Et ces mêmes lecteurs passionnés réagissent au quart de tour si, par malheur, dans les illustrations de la une du magazine, ils estiment que le modèle de leur marque préférée n’est pas assez mis en valeur par rapport aux autres véhicules concurrents présentés…
Si Quattroruote est devenu la bible des dévots de la bella macchina, c’est d’abord, comme le rappelle volontiers son directeur, pour « son sérieux et la confiance qu’elle leur inspire ».
Une confiance qu’elle doit à l’indépendance que lui confère un actionnariat familial n’ayant aucun compte à rendre aux banques et même aux grands de l’industrie automobile. Ainsi la rédaction s’arroge-t-elle le droit de corriger les publicités qu’elle reçoit à la sortie d’un nouveau véhicule si les arguments avancés dans celles-ci sont en contradiction avec les essais et diagnostics effectués par la rédaction du magazine !
Il reste qu’en ces temps si difficiles pour la presse mondiale confrontée à une crise de mutation sans précédent, la publicité de Quattroruote représente aujourd’hui 70 % des recettes.
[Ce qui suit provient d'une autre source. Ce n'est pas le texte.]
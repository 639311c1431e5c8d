//! CLI argument parsing.

use clap::Parser;
use edgescan_core::SortOrder;
use std::path::PathBuf;

/// Scans CDN CIDR ranges for edge IPs with low latency and high throughput.
#[derive(Parser, Debug)]
#[command(
    name = "edgescan",
    version,
    about = "Finds low-latency, high-throughput edge IPs for a set of CDN CIDR ranges",
    after_help = "EXAMPLES:\n\
    # Scan the ranges listed in a config file\n\
    edgescan --config edgescan.toml\n\n\
    # Scan specific CIDR blocks from the command line, keep the top 200 by speed\n\
    edgescan --top-k 200 173.245.48.0/20 103.21.244.0/22\n\n\
    # Rank survivors by RTT instead of throughput\n\
    edgescan --sort rtt 173.245.48.0/20",
    author = "edge-ip-scanner contributors"
)]
pub struct Args {
    /// CIDR blocks to scan (IPv4 and/or IPv6). Ignored if empty and a config
    /// file supplies `cidr_blocks`.
    #[arg(value_name = "CIDR", help_heading = "TARGET SPECIFICATION")]
    pub cidr_blocks: Vec<String>,

    /// Path to a TOML config file. CLI flags override values it sets.
    #[arg(
        short = 'c',
        long,
        value_name = "FILE",
        help_heading = "TARGET SPECIFICATION"
    )]
    pub config: Option<PathBuf>,

    /// Number of latency-stage survivors advanced to the speed stage.
    #[arg(
        short = 'k',
        long = "top-k",
        value_name = "N",
        value_parser = clap::value_parser!(usize).range(10..=1000),
        help_heading = "SCAN OPTIONS"
    )]
    pub top_k: Option<usize>,

    /// Final ranking applied to speed-stage survivors.
    #[arg(
        long,
        value_name = "throughput|rtt",
        help_heading = "SCAN OPTIONS"
    )]
    pub sort: Option<SortOrder>,

    /// Path the results report is written to.
    #[arg(
        short = 'o',
        long,
        value_name = "FILE",
        help_heading = "OUTPUT"
    )]
    pub output: Option<PathBuf>,

    /// Increase verbosity (-v, -vv).
    #[arg(short, long, action = clap::ArgAction::Count, help_heading = "OUTPUT")]
    pub verbose: u8,

    /// Suppress progress bars and the startup banner.
    #[arg(short = 'q', long, help_heading = "OUTPUT")]
    pub quiet: bool,
}
//! HTTPS throughput measurement for a single candidate IP.
//!
//! The estimator dials the candidate IP directly (bypassing DNS) while
//! keeping the URL's original host as the TLS SNI, then reads the
//! response body under a wall-clock deadline, feeding a [`SliceEwma`]
//! with bytes-read-per-slice samples so a slow start or a single bursty
//! slice doesn't dominate the final figure.

use crate::ewma::SliceEwma;
use edgescan_core::{ByteMeter, CancelToken, SpeedConfig};
use reqwest::StatusCode;
use std::net::{IpAddr, SocketAddr};
use std::time::{Duration, Instant};
use tracing::{debug, trace};

/// Reference constant the raw EWMA average is normalized against before
/// the MB/s conversion. Kept as its own named constant (rather than
/// folded into the MB divisor) so its provenance -- an calibration figure
/// carried over unchanged -- stays legible rather than silently merged
/// into "a constant that makes the numbers look right".
const ESTIMATOR_REFERENCE_SECONDS: f64 = 120.0;
const BYTES_PER_MEGABYTE: f64 = 1024.0 * 1024.0;
const ACCEPTABLE_STATUSES: [u16; 4] = [200, 204, 301, 302];
const CHUNK_READ_TIMEOUT: Duration = Duration::from_millis(500);

/// Measure throughput to `ip` by requesting each of `config.probe_urls`
/// in order until one yields an acceptable response. Returns `0.0` if no
/// URL responds usefully, the body is too small, or the run is
/// cancelled before any useful data arrives.
pub async fn measure(
    ip: IpAddr,
    config: &SpeedConfig,
    meter: &ByteMeter,
    cancel: &CancelToken,
) -> f64 {
    for url in &config.probe_urls {
        if cancel.is_cancelled() {
            return 0.0;
        }
        match measure_one_url(ip, url, config, meter, cancel).await {
            Some(throughput) => return throughput,
            None => continue,
        }
    }
    0.0
}

async fn measure_one_url(
    ip: IpAddr,
    url: &str,
    config: &SpeedConfig,
    meter: &ByteMeter,
    cancel: &CancelToken,
) -> Option<f64> {
    let parsed = reqwest::Url::parse(url).ok()?;
    let host = parsed.host_str()?.to_string();
    let port = parsed.port_or_known_default().unwrap_or(443);

    let client = reqwest::Client::builder()
        .danger_accept_invalid_certs(true)
        .redirect(reqwest::redirect::Policy::none())
        .pool_max_idle_per_host(0)
        .resolve(&host, SocketAddr::new(ip, port))
        .build()
        .ok()?;

    let wall_deadline = Duration::from_secs(config.speed_timeout_secs);
    let response = match tokio::time::timeout(
        wall_deadline,
        client
            .get(url)
            .header("User-Agent", "Mozilla/5.0 (compatible; edge-ip-scanner/1.0)")
            .header("Accept", "*/*")
            .header("Connection", "close")
            .send(),
    )
    .await
    {
        Ok(Ok(resp)) => resp,
        Ok(Err(e)) => {
            trace!(%ip, url, error = %e, "request failed");
            return None;
        }
        Err(_) => {
            trace!(%ip, url, "request timed out before headers");
            return None;
        }
    };

    if !ACCEPTABLE_STATUSES.contains(&response.status().as_u16()) {
        trace!(%ip, url, status = %response.status(), "unacceptable status");
        return None;
    }
    let status_is_redirect = matches!(
        response.status(),
        StatusCode::MOVED_PERMANENTLY | StatusCode::FOUND
    );

    let content_length = response.content_length();
    let throughput = read_body_with_deadline(response, wall_deadline, config, meter, cancel).await;

    if status_is_redirect && content_length.unwrap_or(0) == 0 {
        // A bare redirect with no body still counts as "this edge answered",
        // but there is nothing to measure -- fall through to the next URL.
        return None;
    }

    throughput
}

async fn read_body_with_deadline(
    mut response: reqwest::Response,
    wall_deadline: Duration,
    config: &SpeedConfig,
    meter: &ByteMeter,
    cancel: &CancelToken,
) -> Option<f64> {
    let slice_duration = wall_deadline / 100;
    let content_length = response.content_length();

    let start = Instant::now();
    let mut next_slice_at = start + slice_duration;
    let mut content_read: u64 = 0;
    let mut last_content_read: u64 = 0;
    let mut ewma = SliceEwma::default();

    loop {
        let now = Instant::now();
        if now >= next_slice_at {
            let delta = (content_read - last_content_read) as f64;
            ewma.push(delta);
            last_content_read = content_read;
            next_slice_at += slice_duration;
        }

        if cancel.is_cancelled() {
            meter.add(content_read);
            return Some(0.0);
        }

        if now >= start + wall_deadline {
            break;
        }

        let remaining = (start + wall_deadline).saturating_duration_since(now);
        let chunk_timeout = remaining.min(CHUNK_READ_TIMEOUT);

        match tokio::time::timeout(chunk_timeout, response.chunk()).await {
            Ok(Ok(Some(chunk))) => {
                content_read += chunk.len() as u64;
            }
            Ok(Ok(None)) => {
                // EOF. Unknown length bodies simply end here; known-length
                // bodies that close early get their final partial slice
                // scaled up so a short tail isn't underweighted.
                if let Some(total) = content_length {
                    let elapsed_in_slice = Instant::now()
                        .saturating_duration_since(next_slice_at - slice_duration)
                        .as_secs_f64();
                    let fraction = (elapsed_in_slice / slice_duration.as_secs_f64()).clamp(0.01, 1.0);
                    if total > 0 {
                        let delta = (content_read - last_content_read) as f64 / fraction;
                        ewma.push(delta);
                    }
                }
                break;
            }
            Ok(Err(e)) => {
                debug!(error = %e, "body read error");
                break;
            }
            Err(_) => {
                // per-chunk read timeout; loop back around to re-check the
                // wall deadline and slice boundary.
            }
        }
    }

    meter.add(content_read);

    if content_read < config.min_valid_bytes {
        return Some(0.0);
    }

    let raw = ewma.value() / (wall_deadline.as_secs_f64() / ESTIMATOR_REFERENCE_SECONDS);
    Some(raw / BYTES_PER_MEGABYTE)
}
Mais Gian Luca assure que l’objectif est de revenir au plus vite à la « règle d’or » des 50 % de recettes pour la vente du magazine et 50 % pour la publicité.
« Construire la route du futur »
D’où le défi de trouver un nouveau business-modèle. « On doit construire la route du futur », insiste Gian Luca. Des tests par mailing sont ainsi en cours auprès de 600 000 visiteurs du site – pour le moment gratuit – afin de mieux connaître leur profil et leurs attentes. Mais le groupe de presse automobile est déjà très présent sur les réseaux sociaux, ses followers ayant récemment quadruplé. La diversification des activités est aussi la clé de l’avenir et du développement.
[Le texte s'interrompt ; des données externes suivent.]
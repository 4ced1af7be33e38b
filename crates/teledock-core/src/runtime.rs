//! Docker runtime capability using Bollard
//!
//! The bot only issues one-shot calls against the daemon: list, start, stop,
//! inspect and logs. They sit behind [`ContainerRuntime`] so the transport
//! layer can be exercised against a fake daemon.

use crate::config::{COMPOSE_PROJECT_LABEL, DEFAULT_LOG_TAIL, STOP_TIMEOUT_SECS};
use async_trait::async_trait;
use bollard::models::ContainerSummary;
use bollard::query_parameters::{
    InspectContainerOptions, ListContainersOptions, ListImagesOptions, LogsOptionsBuilder,
    StartContainerOptions, StopContainerOptionsBuilder,
};
use bollard::Docker;
use futures_util::TryStreamExt;
use lazy_regex::regex_is_match;
use std::collections::{BTreeMap, HashMap};
use std::fmt;
use thiserror::Error;
use tracing::{debug, info, instrument};

/// Errors returned by runtime operations.
///
/// The `Display` output is shown verbatim to administrators.
#[derive(Error, Debug)]
pub enum RuntimeError {
    /// Error reported by the Docker daemon or its client
    #[error("{0}")]
    Docker(#[from] bollard::errors::Error),
    /// Error serializing an inspect record
    #[error("JSON error: {0}")]
    Json(#[from] serde_json::Error),
}

/// Lifecycle state of a container.
#[derive(Debug, Clone, Copy, PartialEq, Eq, Hash)]
pub enum ResourceState {
    /// Running
    Running,
    /// Created but never started
    Created,
    /// Restarting
    Restarting,
    /// Being removed
    Removing,
    /// Paused
    Paused,
    /// Exited
    Exited,
    /// Dead
    Dead,
    /// Anything the daemon reports that is not listed above
    Unknown,
}

impl ResourceState {
    /// Parse the state string reported by the daemon.
    #[must_use]
    pub fn parse(state: &str) -> Self {
        match state {
            "running" => Self::Running,
            "created" => Self::Created,
            "restarting" => Self::Restarting,
            "removing" => Self::Removing,
            "paused" => Self::Paused,
            "exited" => Self::Exited,
            "dead" => Self::Dead,
            _ => Self::Unknown,
        }
    }

    /// State name as used in daemon filters.
    #[must_use]
    pub const fn as_str(self) -> &'static str {
        match self {
            Self::Running => "running",
            Self::Created => "created",
            Self::Restarting => "restarting",
            Self::Removing => "removing",
            Self::Paused => "paused",
            Self::Exited => "exited",
            Self::Dead => "dead",
            Self::Unknown => "unknown",
        }
    }
}

impl fmt::Display for ResourceState {
    fn fmt(&self, f: &mut fmt::Formatter<'_>) -> fmt::Result {
        f.write_str(self.as_str())
    }
}

/// Snapshot of one container as returned by a listing.
///
/// Never cached: every listing request fetches fresh snapshots.
#[derive(Debug, Clone, PartialEq, Eq)]
pub struct Resource {
    /// Full container id
    pub id: String,
    /// Primary container name as reported by the daemon (usually `/name`)
    pub name: String,
    /// Lifecycle state
    pub state: ResourceState,
    /// Human readable status, e.g. "Up 3 hours"
    pub status: String,
    /// Image the container was created from
    pub image: String,
    /// Compose project the container belongs to
    pub stack: Option<String>,
}

impl Resource {
    /// Name without the leading `/` the daemon prepends.
    #[must_use]
    pub fn display_name(&self) -> &str {
        self.name.strip_prefix('/').unwrap_or(&self.name)
    }

    /// First `len` characters of the id, or the whole id if it is shorter.
    #[must_use]
    pub fn short_id(&self, len: usize) -> &str {
        self.id
            .char_indices()
            .nth(len)
            .map_or(self.id.as_str(), |(pos, _)| &self.id[..pos])
    }

    fn from_summary(summary: ContainerSummary) -> Self {
        let stack = summary
            .labels
            .as_ref()
            .and_then(|labels| labels.get(COMPOSE_PROJECT_LABEL))
            .cloned();
        let name = summary
            .names
            .and_then(|names| names.into_iter().next())
            .unwrap_or_default();
        let state = summary
            .state
            .as_ref()
            .map_or(ResourceState::Unknown, |s| ResourceState::parse(&s.to_string()));

        Self {
            id: summary.id.unwrap_or_default(),
            name,
            state,
            status: summary.status.unwrap_or_default(),
            image: summary.image.unwrap_or_default(),
            stack,
        }
    }
}

/// Summary of one locally installed image.
#[derive(Debug, Clone, PartialEq, Eq)]
pub struct ImageSummary {
    /// Image id, including the `sha256:` prefix
    pub id: String,
    /// Repository tags; empty for dangling images
    pub tags: Vec<String>,
}

impl ImageSummary {
    /// Twelve hex characters of the digest, without the `sha256:` prefix.
    #[must_use]
    pub fn short_id(&self) -> &str {
        let digest = self.id.strip_prefix("sha256:").unwrap_or(&self.id);
        digest
            .char_indices()
            .nth(12)
            .map_or(digest, |(pos, _)| &digest[..pos])
    }

    /// First repository tag, or `<none>` for dangling images.
    #[must_use]
    pub fn primary_tag(&self) -> &str {
        self.tags.first().map_or("<none>", String::as_str)
    }
}

/// Container listing filter.
#[derive(Debug, Clone, Default, PartialEq, Eq)]
pub struct ListFilter {
    /// Include stopped containers
    pub all: bool,
    /// Only containers in this state
    pub state: Option<ResourceState>,
    /// Only containers carrying this label key
    pub label: Option<String>,
}

impl ListFilter {
    /// Running containers only.
    #[must_use]
    pub fn running() -> Self {
        Self::default()
    }

    /// Every container regardless of state.
    #[must_use]
    pub fn all() -> Self {
        Self {
            all: true,
            ..Self::default()
        }
    }

    /// Every container in the given state.
    #[must_use]
    pub fn with_state(state: ResourceState) -> Self {
        Self {
            all: true,
            state: Some(state),
            label: None,
        }
    }

    /// Every container that belongs to a compose project.
    #[must_use]
    pub fn compose_projects() -> Self {
        Self {
            all: true,
            state: None,
            label: Some(COMPOSE_PROJECT_LABEL.to_string()),
        }
    }

    fn into_options(self) -> ListContainersOptions {
        let mut filters = HashMap::new();
        if let Some(state) = self.state {
            filters.insert("status".to_string(), vec![state.as_str().to_string()]);
        }
        if let Some(label) = self.label {
            filters.insert("label".to_string(), vec![label]);
        }

        ListContainersOptions {
            all: self.all,
            filters: if filters.is_empty() {
                None
            } else {
                Some(filters)
            },
            ..Default::default()
        }
    }
}

/// Number of trailing log lines to fetch.
#[derive(Debug, Clone, Copy, PartialEq, Eq)]
pub enum LogTail {
    /// The whole log
    All,
    /// The last n lines
    Lines(u64),
}

impl LogTail {
    /// Parse a user supplied tail.
    ///
    /// `"all"` and plain numbers are honored; anything else falls back to
    /// the default of ten lines.
    #[must_use]
    pub fn parse(raw: Option<&str>) -> Self {
        match raw {
            Some("all") => Self::All,
            Some(n) => n
                .parse()
                .map_or(Self::Lines(DEFAULT_LOG_TAIL), Self::Lines),
            None => Self::Lines(DEFAULT_LOG_TAIL),
        }
    }
}

impl Default for LogTail {
    fn default() -> Self {
        Self::Lines(DEFAULT_LOG_TAIL)
    }
}

impl fmt::Display for LogTail {
    fn fmt(&self, f: &mut fmt::Formatter<'_>) -> fmt::Result {
        match self {
            Self::All => f.write_str("all"),
            Self::Lines(n) => write!(f, "{n}"),
        }
    }
}

/// Whether `id` looks like a container id the daemon will accept.
///
/// Accepts 10 to 12 hexadecimal characters, which covers both the short ids
/// shown in listings and the prefixes carried by menu buttons.
///
/// # Examples
///
/// ```
/// use teledock_core::runtime::is_valid_resource_id;
/// assert!(is_valid_resource_id("4f2a9c01bd"));
/// assert!(!is_valid_resource_id("nginx"));
/// ```
#[must_use]
pub fn is_valid_resource_id(id: &str) -> bool {
    regex_is_match!(r"^[A-Fa-f0-9]{10,12}$", id)
}

/// Group compose containers by project name, in name order.
#[must_use]
pub fn group_stacks(resources: Vec<Resource>) -> BTreeMap<String, Vec<Resource>> {
    let mut stacks: BTreeMap<String, Vec<Resource>> = BTreeMap::new();
    for resource in resources {
        if let Some(stack) = resource.stack.clone() {
            stacks.entry(stack).or_default().push(resource);
        }
    }
    stacks
}

/// One-shot operations against the container runtime.
#[cfg_attr(test, mockall::automock)]
#[async_trait]
pub trait ContainerRuntime: Send + Sync {
    /// List containers matching `filter`
    async fn list(&self, filter: ListFilter) -> Result<Vec<Resource>, RuntimeError>;
    /// List locally installed images
    async fn list_images(&self) -> Result<Vec<ImageSummary>, RuntimeError>;
    /// Start a stopped container
    async fn start(&self, id: &str) -> Result<(), RuntimeError>;
    /// Stop a running container
    async fn stop(&self, id: &str) -> Result<(), RuntimeError>;
    /// Detailed record of a container, pretty-printed as JSON
    async fn inspect(&self, id: &str) -> Result<String, RuntimeError>;
    /// Stdout and stderr of a container, in emission order
    async fn logs(&self, id: &str, tail: LogTail) -> Result<Vec<String>, RuntimeError>;
}

/// [`ContainerRuntime`] backed by the local Docker daemon.
#[derive(Clone)]
pub struct DockerRuntime {
    docker: Docker,
}

impl DockerRuntime {
    /// Connect to the daemon using the local defaults (`DOCKER_HOST` or the unix socket).
    ///
    /// # Errors
    ///
    /// Returns an error if the client cannot be configured.
    pub fn connect() -> Result<Self, RuntimeError> {
        let docker = Docker::connect_with_local_defaults()?;
        info!("Connected to the docker daemon");
        Ok(Self { docker })
    }

    /// Health check against the daemon.
    ///
    /// # Errors
    ///
    /// Returns an error if the daemon does not answer.
    pub async fn ping(&self) -> Result<(), RuntimeError> {
        self.docker.ping().await?;
        let version = self.docker.version().await?;
        info!(
            api_version = version.api_version.as_deref().unwrap_or("unknown"),
            "Docker daemon health check passed"
        );
        Ok(())
    }
}

#[async_trait]
impl ContainerRuntime for DockerRuntime {
    #[instrument(skip(self))]
    async fn list(&self, filter: ListFilter) -> Result<Vec<Resource>, RuntimeError> {
        let containers = self
            .docker
            .list_containers(Some(filter.into_options()))
            .await?;
        debug!(count = containers.len(), "Listed containers");
        Ok(containers.into_iter().map(Resource::from_summary).collect())
    }

    #[instrument(skip(self))]
    async fn list_images(&self) -> Result<Vec<ImageSummary>, RuntimeError> {
        let images = self
            .docker
            .list_images(None::<ListImagesOptions>)
            .await?;
        Ok(images
            .into_iter()
            .map(|image| ImageSummary {
                id: image.id,
                tags: image.repo_tags,
            })
            .collect())
    }

    #[instrument(skip(self))]
    async fn start(&self, id: &str) -> Result<(), RuntimeError> {
        self.docker
            .start_container(id, None::<StartContainerOptions>)
            .await?;
        info!(container_id = %id, "Container started");
        Ok(())
    }

    #[instrument(skip(self))]
    async fn stop(&self, id: &str) -> Result<(), RuntimeError> {
        self.docker
            .stop_container(
                id,
                Some(StopContainerOptionsBuilder::new().t(STOP_TIMEOUT_SECS).build()),
            )
            .await?;
        info!(container_id = %id, "Container stopped");
        Ok(())
    }

    #[instrument(skip(self))]
    async fn inspect(&self, id: &str) -> Result<String, RuntimeError> {
        let record = self
            .docker
            .inspect_container(id, None::<InspectContainerOptions>)
            .await?;
        Ok(serde_json::to_string_pretty(&record)?)
    }

    #[instrument(skip(self))]
    async fn logs(&self, id: &str, tail: LogTail) -> Result<Vec<String>, RuntimeError> {
        let options = LogsOptionsBuilder::new()
            .stdout(true)
            .stderr(true)
            .tail(&tail.to_string())
            .build();

        let segments: Vec<String> = self
            .docker
            .logs(id, Some(options))
            .map_ok(|output| output.to_string())
            .try_collect()
            .await?;
        debug!(container_id = %id, segments = segments.len(), "Fetched logs");
        Ok(segments)
    }
}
D’ores et déjà, Quattroruote dispose d’une émission de télévision, « Drive Up », diffusée le samedi après-midi. Une émission résolument grand public destinée, selon ses concepteurs, « à des gens normaux, des jeunes, des femmes notamment, bref, à ceux qui ne comprennent rien à la technique et n’ont jamais soulevé le capot du moteur ».
Autre aspect de la diversification : Quattroruote Professional mobilise 120 collaborateurs qui vendent leurs services et leurs compétences au secteur automobile. Ils réalisent des fiches techniques permettant, par exemple, à un garagiste ou même à un mécano amateur de savoir le temps exact qu’il lui faudra pour changer telle pièce du moteur de tel modèle d’occasion et le prix final que cela coûtera.
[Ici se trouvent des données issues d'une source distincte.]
#![deny(missing_docs)]
//! Teledock core library.
//!
//! Transport-agnostic pieces of the bot: the Docker runtime capability,
//! the resource model, text chunking, and shared configuration.

/// Configuration sources and shared constants.
pub mod config;
/// Docker runtime capability and resource model.
pub mod runtime;
/// Utility functions.
pub mod utils;

#[cfg(test)]
pub mod testing;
Enfin, citons la Quattroruote Academy et son master de journaliste automobile et de test driver auquel s’inscrivent les jeunes qui rêvent de faire ce métier tellement prisé en Italie. La « route du futur » évoquée par Gian Luca n’est pourtant pas si facile à tracer. Surtout à l’heure où se resserrent les normes environnementales et où se profilent les voitures électriques ou hybrides.
« Les jeunes n’achètent plus de voiture, ils se contentent d’acquérir de la mobilité », constate en soupirant un cadre de chez Fiat. Mais tout cela n’empêchera probablement jamais les Italiens de continuer à rêver de bella macchina…
Données clés
• Actionnaire : groupe familial Editoriale Domus fondé en 1929 et publiant notamment les titres : Quattroruote, Ruoteclassiche, Youngtimer, AutoItaliana, Dueruote, XOffRoad, Tuttotrasporti, Domus, Meridiani, Cammini, Il Cucchiaio d’Argento, Quattroruote Professional, Dueruote Professional, Quattroruote Fleet&Business, Autopro…
• Périodicité : Mensuel.
• Tirage moyen : 297 740 exemplaires.
• Audience cumulée print et web de Quattroruote : 11 millions de personnes chaque mois.
• Age du lectorat : une majorité de plus de 40 ans, seulement 31 % ont entre 18 et 34 ans.
• Web : 6 millions de visiteurs uniques par mois.
• Pages vues : 64,7 millions par mois.
• Une quinzaine d’éditions dans différentes langues dans le monde.